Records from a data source
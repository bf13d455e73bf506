use crate::error::{AgentError, Result};
use async_trait::async_trait;
use tracing::debug;

/// Opaque text generator: system and user prompt in, completion text out
#[async_trait]
pub trait TextGenerator: Send + Sync {
    async fn generate(&self, system_prompt: &str, user_prompt: &str) -> Result<String>;
}

/// OpenAI-compatible chat-completions client
#[derive(Clone)]
pub struct LlmClient {
    http: reqwest::Client,
    api_key: String,
    base_url: String,
    model: String,
}

impl LlmClient {
    pub fn new(api_key: String, model: String, base_url: String) -> Self {
        Self {
            http: reqwest::Client::new(),
            api_key,
            base_url: base_url.trim_end_matches('/').to_string(),
            model,
        }
    }

    pub fn model(&self) -> &str {
        &self.model
    }

    async fn call_llm(&self, system_prompt: &str, user_prompt: &str) -> Result<String> {
        let body = serde_json::json!({
            "model": self.model,
            "messages": [
                {"role": "system", "content": system_prompt},
                {"role": "user", "content": user_prompt}
            ]
        });

        let response = self
            .http
            .post(format!("{}/chat/completions", self.base_url))
            .header("Authorization", format!("Bearer {}", self.api_key))
            .header("Content-Type", "application/json")
            .json(&body)
            .send()
            .await
            .map_err(|e| AgentError::Llm(format!("LLM API call failed: {}", e)))?;

        let status = response.status();
        let response_json: serde_json::Value = response
            .json()
            .await
            .map_err(|e| AgentError::Llm(format!("Failed to parse LLM response: {}", e)))?;

        if !status.is_success() {
            return Err(AgentError::Llm(format!(
                "LLM API returned {}: {}",
                status, response_json
            )));
        }

        let content = response_json["choices"][0]["message"]["content"]
            .as_str()
            .ok_or_else(|| AgentError::Llm("No content in LLM response".to_string()))?;

        Ok(content.to_string())
    }
}

#[async_trait]
impl TextGenerator for LlmClient {
    async fn generate(&self, system_prompt: &str, user_prompt: &str) -> Result<String> {
        debug!("LLM request ({}): {}", self.model, user_prompt);
        let content = self.call_llm(system_prompt, user_prompt).await?;
        debug!("LLM response: {}", content);
        Ok(content)
    }
}
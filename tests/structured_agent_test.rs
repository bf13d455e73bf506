mod common;

use common::{RecordingReporting, ScriptedGenerator};
use insight_router::agents::structured::{NO_DATA_EXPLANATION, RESULTS_EXPLANATION};
use insight_router::agents::{AgentResult, StructuredQueryAgent};
use insight_router::catalog::FieldCatalog;
use insight_router::error::AgentError;
use serde_json::json;
use std::sync::Arc;

fn catalog() -> Arc<FieldCatalog> {
    Arc::new(FieldCatalog::parse(
        "# Metrics\nactiveUsers\nsessions\nbounceRate\n\n# Dimensions\ndate\npagePath\n",
    ))
}

#[tokio::test]
async fn test_plan_defaults_dimension_and_empty_rows() {
    let plan_text = r#"{"metrics":[{"name":"activeUsers"}],"dimensions":[],"dateRanges":[{"startDate":"yesterday","endDate":"yesterday"}]}"#;
    let llm = ScriptedGenerator::new(&[plan_text]);
    let reporting = RecordingReporting::with_rows(&[]);
    let agent = StructuredQueryAgent::new(llm.clone(), catalog(), reporting.clone());

    let plan = agent.plan_query("How many users yesterday?").await.unwrap();
    assert_eq!(plan.dimensions, vec![json!({"name": "date"})]);
    assert_eq!(plan.keep_empty_rows, Some(true));
    assert_eq!(plan.date_ranges[0].start_date, "yesterday");
    assert_eq!(reporting.calls(), 0);

    let prompt = &llm.prompts()[0];
    assert!(prompt.contains("activeUsers, bounceRate, sessions"));
    assert!(prompt.contains("How many users yesterday?"));
}

#[tokio::test]
async fn test_report_from_fenced_plan() {
    let plan_text = "```json\n{\"metrics\": [\"sessions\"], \"dimensions\": [\"pagePath\"], \"dateRanges\": [{\"startDate\": \"7daysAgo\", \"endDate\": \"today\"}]}\n```";
    let llm = ScriptedGenerator::new(&[plan_text]);
    let reporting = RecordingReporting::with_rows(&[("/", "120"), ("/blog", "30")]);
    let agent = StructuredQueryAgent::new(llm, catalog(), reporting.clone());

    let result = agent.handle_query("Sessions by page this week", "properties/123").await;
    match result {
        AgentResult::Report(outcome) => {
            assert_eq!(outcome.row_count, 2);
            assert_eq!(outcome.rows[0].metrics, vec!["120".to_string()]);
            assert_eq!(outcome.explanation, RESULTS_EXPLANATION);
            assert_eq!(outcome.plan.keep_empty_rows, Some(true));
        }
        other => panic!("expected report, got {:?}", other),
    }

    let plans = reporting.plans();
    assert_eq!(plans.len(), 1);
    assert_eq!(plans[0].1, "properties/123");
    assert_eq!(plans[0].0.dimensions, vec![json!("pagePath")]);
}

#[tokio::test]
async fn test_empty_report_explains_no_data() {
    let llm = ScriptedGenerator::new(&[r#"{"metrics":["activeUsers"]}"#]);
    let reporting = RecordingReporting::with_rows(&[]);
    let agent = StructuredQueryAgent::new(llm, catalog(), reporting);

    match agent.handle_query("Users today", "123").await {
        AgentResult::Report(outcome) => {
            assert_eq!(outcome.row_count, 0);
            assert_eq!(outcome.explanation, NO_DATA_EXPLANATION);
        }
        other => panic!("expected report, got {:?}", other),
    }
}

#[tokio::test]
async fn test_unknown_metric_never_reaches_reporting() {
    let plan_text = r#"{"metrics":[{"name":"bounceRateXYZ"}],"dimensions":[{"name":"date"}],"dateRanges":[{"startDate":"7daysAgo","endDate":"today"}]}"#;
    let llm = ScriptedGenerator::new(&[plan_text]);
    let reporting = RecordingReporting::with_rows(&[("20240101", "1")]);
    let agent = StructuredQueryAgent::new(llm, catalog(), reporting.clone());

    let result = agent.handle_query("What is the bounce rate?", "123").await;
    let failure = result.failure().expect("error result");
    assert_eq!(failure.invalid_metrics, vec!["bounceRateXYZ".to_string()]);
    assert!(failure.invalid_dimensions.is_empty());
    assert_eq!(failure.kind.as_deref(), Some("field_mapping"));
    assert!(failure.hint.as_deref().unwrap().contains("bounceRateXYZ -> bounceRate"));
    assert_eq!(reporting.calls(), 0);
}

#[tokio::test]
async fn test_unparseable_plan_carries_raw_output() {
    let llm = ScriptedGenerator::new(&["Sorry, I can't build that query."]);
    let reporting = RecordingReporting::with_rows(&[]);
    let agent = StructuredQueryAgent::new(llm, catalog(), reporting.clone());

    let failure = match agent.handle_query("???", "123").await {
        AgentResult::Error(failure) => failure,
        other => panic!("expected error, got {:?}", other),
    };
    assert_eq!(failure.kind.as_deref(), Some("extraction"));
    assert_eq!(
        failure.raw_output.as_deref(),
        Some("Sorry, I can't build that query.")
    );
    assert_eq!(reporting.calls(), 0);
}

#[tokio::test]
async fn test_bad_date_token_is_validation_error() {
    let plan_text = r#"{"metrics":["sessions"],"dateRanges":[{"startDate":"last month","endDate":"today"}]}"#;
    let llm = ScriptedGenerator::new(&[plan_text]);
    let agent = StructuredQueryAgent::new(llm, catalog(), RecordingReporting::with_rows(&[]));

    let err = agent.plan_query("sessions last month").await.unwrap_err();
    assert!(matches!(err, AgentError::Validation(_)));
}
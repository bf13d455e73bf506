//! Constrained execution of generated transformations.
//!
//! A generated transformation is a single polars SQL query over the table
//! `df`, optionally preceded by a `-- kind: table|series|metric` line that
//! declares the shape of its answer. Each run gets a fresh SQL context that
//! only knows a private copy of the dataset.

use crate::error::{AgentError, Result};
use lazy_static::lazy_static;
use polars::prelude::*;
use polars::sql::SQLContext;
use regex::Regex;
use tracing::debug;

/// Table name the generated query must read from
pub const DATASET_TABLE: &str = "df";

lazy_static! {
    static ref KIND_DECLARATION: Regex =
        Regex::new(r"(?i)^--\s*(?:kind|result)\s*:\s*(table|series|metric)\s*$").unwrap();
}

/// Shape a transformation declares for its answer
#[derive(Debug, Clone, Copy, PartialEq, Eq)]
pub enum ResultKind {
    Table,
    Series,
    Metric,
}

impl ResultKind {
    fn from_declared(word: &str) -> Option<Self> {
        match word.to_lowercase().as_str() {
            "table" => Some(ResultKind::Table),
            "series" => Some(ResultKind::Series),
            "metric" => Some(ResultKind::Metric),
            _ => None,
        }
    }
}

#[derive(Debug, Clone, PartialEq, Eq)]
pub struct Transformation {
    pub kind: Option<ResultKind>,
    pub sql: String,
}

impl Transformation {
    /// Parse cleaned generator output into a single read-only statement
    pub fn parse(code: &str) -> Result<Self> {
        let mut kind = None;
        let mut body = Vec::new();

        for line in code.lines() {
            let trimmed = line.trim();
            if let Some(caps) = KIND_DECLARATION.captures(trimmed) {
                kind = ResultKind::from_declared(&caps[1]);
                continue;
            }
            if trimmed.starts_with("--") {
                continue;
            }
            body.push(line);
        }

        let sql = body.join("\n");
        let sql = sql.trim().trim_end_matches(';').trim().to_string();

        if sql.is_empty() {
            return Err(AgentError::Extraction {
                message: "Generated transformation is empty".to_string(),
                raw: code.to_string(),
            });
        }
        if has_statement_separator(&sql) {
            return Err(AgentError::Execution(
                "Generated transformation must be a single statement".to_string(),
            ));
        }
        let keyword = sql
            .split_whitespace()
            .next()
            .unwrap_or_default()
            .to_uppercase();
        if keyword != "SELECT" && keyword != "WITH" {
            return Err(AgentError::Execution(format!(
                "Generated transformation must be a SELECT query, got '{}'",
                keyword
            )));
        }

        Ok(Self { kind, sql })
    }

    /// Run against a private copy of `dataset`
    pub fn execute(&self, dataset: &DataFrame) -> Result<DataFrame> {
        debug!("Executing transformation: {}", self.sql);

        let mut ctx = SQLContext::new();
        ctx.register(DATASET_TABLE, dataset.clone().lazy());

        ctx.execute(&self.sql)
            .and_then(|lf| lf.collect())
            .map_err(|e| AgentError::Execution(format!("Failed to execute generated query: {}", e)))
    }
}

/// `;` outside single-quoted literals and double-quoted identifiers.
/// Doubled quotes inside either are escapes and keep the quoting open.
fn has_statement_separator(sql: &str) -> bool {
    let mut quote: Option<char> = None;
    for c in sql.chars() {
        match (quote, c) {
            (None, '\'') | (None, '"') => quote = Some(c),
            (Some(q), c) if c == q => quote = None,
            (None, ';') => return true,
            _ => {}
        }
    }
    false
}
use crate::error::Result;
use std::fs::OpenOptions;
use std::path::Path;
use std::sync::Mutex;
use tracing_subscriber::layer::SubscriberExt;
use tracing_subscriber::util::SubscriberInitExt;
use tracing_subscriber::{fmt, EnvFilter};

/// Install the global subscriber: stdout always, plus an appending plain-text
/// log file when `log_file` is set. `RUST_LOG` overrides the `info` default.
///
/// Calling this twice is harmless; the second install is ignored.
pub fn init(log_file: Option<&Path>) -> Result<()> {
    let filter = EnvFilter::try_from_default_env().unwrap_or_else(|_| EnvFilter::new("info"));

    let file_layer = match log_file {
        Some(path) => {
            let file = OpenOptions::new().create(true).append(true).open(path)?;
            Some(
                fmt::layer()
                    .with_ansi(false)
                    .with_target(true)
                    .with_writer(Mutex::new(file)),
            )
        }
        None => None,
    };

    let _ = tracing_subscriber::registry()
        .with(filter)
        .with(fmt::layer().with_target(true))
        .with(file_layer)
        .try_init();
    Ok(())
}
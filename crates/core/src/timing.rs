//! Sources of simulated durations.
//!
//! Each stage or worker draws from its own [`TimingStream`], forked from a
//! shared [`TimingSource`] by (topic, unit). Per-unit streams keep a seeded
//! run reproducible no matter how the scheduler interleaves the units.

use pitlane_types::{LapTime, Topic};
use rand::{Rng, SeedableRng};
use rand_chacha::ChaCha8Rng;
use std::fmt::Debug;
use std::ops::RangeInclusive;

/// Provider trait for simulated durations.
pub trait TimingSource: Debug + Send + Sync {
    /// Fork the private stream of one unit (1-based stage or worker id).
    fn stream(&self, topic: Topic, unit: u32) -> Box<dyn TimingStream>;
}

/// A private sequence of durations owned by one unit.
pub trait TimingStream: Send {
    /// Draw a duration uniformly from `range` (hundredths, inclusive).
    fn draw(&mut self, range: &RangeInclusive<u32>) -> LapTime;
}

struct ChaChaStream(ChaCha8Rng);

impl TimingStream for ChaChaStream {
    fn draw(&mut self, range: &RangeInclusive<u32>) -> LapTime {
        LapTime::from_hundredths(self.0.gen_range(range.clone()))
    }
}

/// Deterministic durations: the same seed yields the same per-unit streams.
#[derive(Debug, Clone, Copy, PartialEq, Eq)]
pub struct SeededTiming {
    seed: u64,
}

impl SeededTiming {
    pub fn new(seed: u64) -> Self {
        Self { seed }
    }

    fn stream_id(topic: Topic, unit: u32) -> u64 {
        let tag: u64 = match topic {
            Topic::Ring => 1,
            Topic::Parallel => 2,
        };
        (tag << 32) | u64::from(unit)
    }
}

impl TimingSource for SeededTiming {
    fn stream(&self, topic: Topic, unit: u32) -> Box<dyn TimingStream> {
        let mut rng = ChaCha8Rng::seed_from_u64(self.seed);
        rng.set_stream(Self::stream_id(topic, unit));
        Box::new(ChaChaStream(rng))
    }
}

/// Fresh OS entropy for every stream.
#[derive(Debug, Clone, Copy, Default)]
pub struct EntropyTiming;

impl TimingSource for EntropyTiming {
    fn stream(&self, _topic: Topic, _unit: u32) -> Box<dyn TimingStream> {
        Box::new(ChaChaStream(ChaCha8Rng::from_entropy()))
    }
}

#[cfg(test)]
mod tests {
    use super::*;
    use pitlane_types::{SECTOR_TIME_RANGE, TRIAL_TIME_RANGE};

    fn draws(source: &dyn TimingSource, topic: Topic, unit: u32, n: usize) -> Vec<LapTime> {
        let mut stream = source.stream(topic, unit);
        (0..n).map(|_| stream.draw(&TRIAL_TIME_RANGE)).collect()
    }

    #[test]
    fn test_seeded_streams_are_reproducible() {
        let a = SeededTiming::new(42);
        let b = SeededTiming::new(42);
        assert_eq!(draws(&a, Topic::Parallel, 3, 16), draws(&b, Topic::Parallel, 3, 16));
    }

    #[test]
    fn test_units_get_independent_streams() {
        let source = SeededTiming::new(42);
        assert_ne!(
            draws(&source, Topic::Parallel, 1, 16),
            draws(&source, Topic::Parallel, 2, 16)
        );
        assert_ne!(
            draws(&source, Topic::Parallel, 1, 16),
            draws(&source, Topic::Ring, 1, 16)
        );
    }

    #[test]
    fn test_draws_stay_in_range() {
        let source = SeededTiming::new(7);
        let mut stream = source.stream(Topic::Ring, 1);
        for _ in 0..10_000 {
            assert!(stream.draw(&SECTOR_TIME_RANGE).within(&SECTOR_TIME_RANGE));
        }

        let mut stream = EntropyTiming.stream(Topic::Parallel, 1);
        for _ in 0..10_000 {
            assert!(stream.draw(&TRIAL_TIME_RANGE).within(&TRIAL_TIME_RANGE));
        }
    }
}
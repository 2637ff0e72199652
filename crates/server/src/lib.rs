//! Pitlane observer server.
//!
//! Serves the observer page at `/`, a health probe at `/health` and the
//! command/event WebSocket at `/ws`. Every WebSocket connection gets its own
//! event conduit and command dispatcher; see [`ws`].

pub mod config;
pub mod error;
pub mod routes;
pub mod ws;

pub use config::ServerConfig;
pub use error::ServerError;
pub use routes::{router, AppState};

use pitlane_core::CancellationToken;
use tokio::net::TcpListener;
use tracing::info;

/// Bind `config.bind` and serve until `shutdown` is cancelled.
pub async fn serve(config: &ServerConfig, shutdown: CancellationToken) -> Result<(), ServerError> {
    config.validate()?;
    let listener = TcpListener::bind(config.bind)
        .await
        .map_err(|source| ServerError::Bind {
            addr: config.bind,
            source,
        })?;

    let state = AppState::new(config.sim_env(), config.sink_capacity, shutdown);
    serve_on(listener, state).await
}

/// Serve on an already bound listener until the state's shutdown token is
/// cancelled. Open connections cancel their runs and close.
pub async fn serve_on(listener: TcpListener, state: AppState) -> Result<(), ServerError> {
    let addr = listener.local_addr().map_err(ServerError::Serve)?;
    info!(%addr, "Listening");

    let shutdown = state.shutdown.clone();
    axum::serve(listener, router(state))
        .with_graceful_shutdown(async move { shutdown.cancelled().await })
        .await
        .map_err(ServerError::Serve)?;

    info!("Server stopped");
    Ok(())
}
//! Pitlane CLI
//!
//! Serves the observer page, or runs a single simulation locally and prints
//! its events as JSON lines.
//!
//! ```text
//! pitlane serve --config pitlane.toml --bind 127.0.0.1:8080
//! pitlane ring --sectors 5 --laps 3 --seed 42
//! pitlane parallel --cars 4 --laps 5 --instant
//! ```

use anyhow::{bail, Context, Result};
use clap::{Parser, Subcommand};
use pitlane_core::{event_channel, CancellationToken, InstantPacer, RunOutcome, SimEnv};
use pitlane_dispatch::{
    DEFAULT_PARALLEL_CARS, DEFAULT_PARALLEL_LAPS, DEFAULT_RING_LAPS, DEFAULT_RING_SECTORS,
};
use pitlane_server::ServerConfig;
use pitlane_simulation::{ParallelWorkerSimulator, RingSimulator};
use std::io::Write;
use std::net::SocketAddr;
use std::path::PathBuf;
use std::sync::Arc;
use tracing::{info, warn};
use tracing_subscriber::EnvFilter;

#[derive(Parser)]
#[command(name = "pitlane")]
#[command(about = "Ring relay and parallel worker simulations, streamed live")]
#[command(version)]
struct Cli {
    #[command(subcommand)]
    command: Commands,
}

#[derive(Subcommand)]
enum Commands {
    /// Serve the observer page and the WebSocket endpoint
    Serve {
        /// Path to configuration file (TOML)
        #[arg(short, long)]
        config: Option<PathBuf>,

        /// Address to listen on (overrides config)
        #[arg(long)]
        bind: Option<SocketAddr>,

        /// Event conduit capacity per connection (overrides config)
        #[arg(long)]
        sink_capacity: Option<usize>,

        /// Transit time per ring sector, e.g. "300ms" (overrides config)
        #[arg(long)]
        sector_delay: Option<humantime::Duration>,

        /// Time per parallel trial, e.g. "200ms" (overrides config)
        #[arg(long)]
        trial_delay: Option<humantime::Duration>,

        /// Seed for reproducible durations (overrides config)
        #[arg(long)]
        seed: Option<u64>,
    },

    /// Run one ring simulation and print its events
    Ring {
        /// Number of stages in the ring
        #[arg(long, default_value_t = DEFAULT_RING_SECTORS, allow_negative_numbers = true)]
        sectors: i64,

        /// Number of laps
        #[arg(long, default_value_t = DEFAULT_RING_LAPS, allow_negative_numbers = true)]
        laps: i64,

        #[command(flatten)]
        run: RunArgs,
    },

    /// Run one parallel worker simulation and print its events
    Parallel {
        /// Number of workers
        #[arg(long, default_value_t = DEFAULT_PARALLEL_CARS, allow_negative_numbers = true)]
        cars: i64,

        /// Trials per worker
        #[arg(long, default_value_t = DEFAULT_PARALLEL_LAPS, allow_negative_numbers = true)]
        laps: i64,

        #[command(flatten)]
        run: RunArgs,
    },
}

#[derive(clap::Args)]
struct RunArgs {
    /// Seed for reproducible durations
    #[arg(long)]
    seed: Option<u64>,

    /// Skip real-time pacing
    #[arg(long)]
    instant: bool,

    /// Log filter for stderr (overrides RUST_LOG)
    #[arg(long, default_value = "warn")]
    log_level: String,
}

impl RunArgs {
    fn sim_env(&self) -> SimEnv {
        match (self.seed, self.instant) {
            (Some(seed), true) => SimEnv::instant(seed),
            (Some(seed), false) => SimEnv::seeded(seed),
            (None, true) => SimEnv::realtime().with_pacer(Arc::new(InstantPacer)),
            (None, false) => SimEnv::realtime(),
        }
    }
}

fn init_tracing(default_filter: &str) {
    let filter =
        EnvFilter::try_from_default_env().unwrap_or_else(|_| EnvFilter::new(default_filter));
    tracing_subscriber::fmt()
        .with_env_filter(filter)
        .with_writer(std::io::stderr)
        .init();
}

/// Cancel `token` on Ctrl-C.
fn cancel_on_ctrl_c(token: CancellationToken) {
    tokio::spawn(async move {
        if tokio::signal::ctrl_c().await.is_ok() {
            info!("Received Ctrl-C, shutting down");
            token.cancel();
        }
    });
}

#[tokio::main]
async fn main() -> Result<()> {
    let cli = Cli::parse();

    match cli.command {
        Commands::Serve {
            config,
            bind,
            sink_capacity,
            sector_delay,
            trial_delay,
            seed,
        } => {
            let mut server_config = match &config {
                Some(path) => ServerConfig::load(path)
                    .with_context(|| format!("loading {}", path.display()))?,
                None => ServerConfig::default(),
            };
            if let Some(bind) = bind {
                server_config = server_config.with_bind(bind);
            }
            if let Some(capacity) = sink_capacity {
                server_config = server_config.with_sink_capacity(capacity);
            }
            if let Some(delay) = sector_delay {
                server_config = server_config.with_sector_delay(*delay);
            }
            if let Some(delay) = trial_delay {
                server_config = server_config.with_trial_delay(*delay);
            }
            if let Some(seed) = seed {
                server_config = server_config.with_seed(seed);
            }

            init_tracing(&server_config.log_filter);

            let shutdown = CancellationToken::new();
            cancel_on_ctrl_c(shutdown.clone());
            pitlane_server::serve(&server_config, shutdown).await?;
        }

        Commands::Ring { sectors, laps, run } => {
            init_tracing(&run.log_level);
            let simulator = RingSimulator::new(run.sim_env());
            let outcome = run_local(|sink, cancel| async move {
                simulator.run(sectors, laps, sink, cancel).await
            })
            .await?;
            report(outcome)?;
        }

        Commands::Parallel { cars, laps, run } => {
            init_tracing(&run.log_level);
            let simulator = ParallelWorkerSimulator::new(run.sim_env());
            let outcome = run_local(|sink, cancel| async move {
                simulator.run(cars, laps, sink, cancel).await
            })
            .await?;
            report(outcome)?;
        }
    }

    Ok(())
}

/// Run one simulation and print every event as a JSON line on stdout.
async fn run_local<F, Fut>(start: F) -> Result<RunOutcome>
where
    F: FnOnce(pitlane_core::EventSink, CancellationToken) -> Fut,
    Fut: std::future::Future<Output = RunOutcome> + Send + 'static,
{
    let (sink, mut stream) = event_channel(pitlane_core::DEFAULT_SINK_CAPACITY);
    let cancel = CancellationToken::new();
    cancel_on_ctrl_c(cancel.clone());

    let task = tokio::spawn(start(sink, cancel));

    let mut stdout = std::io::stdout().lock();
    while let Some(record) = stream.next_event().await {
        let line = serde_json::to_string(&record)?;
        writeln!(stdout, "{line}")?;
    }
    drop(stdout);

    Ok(task.await?)
}

fn report(outcome: RunOutcome) -> Result<()> {
    match outcome {
        RunOutcome::Completed => Ok(()),
        RunOutcome::Cancelled => {
            warn!("Run cancelled");
            Ok(())
        }
        other => bail!("run ended: {other}"),
    }
}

Exercise brief:
"ServerConfig" is the word to look for; copy every line of the data that has it.

Output of the exercise:
pub use config::ServerConfig;
pub async fn serve(config: &ServerConfig, shutdown: CancellationToken) -> Result<(), ServerError> {
use pitlane_server::ServerConfig;
                Some(path) => ServerConfig::load(path)
                None => ServerConfig::default(),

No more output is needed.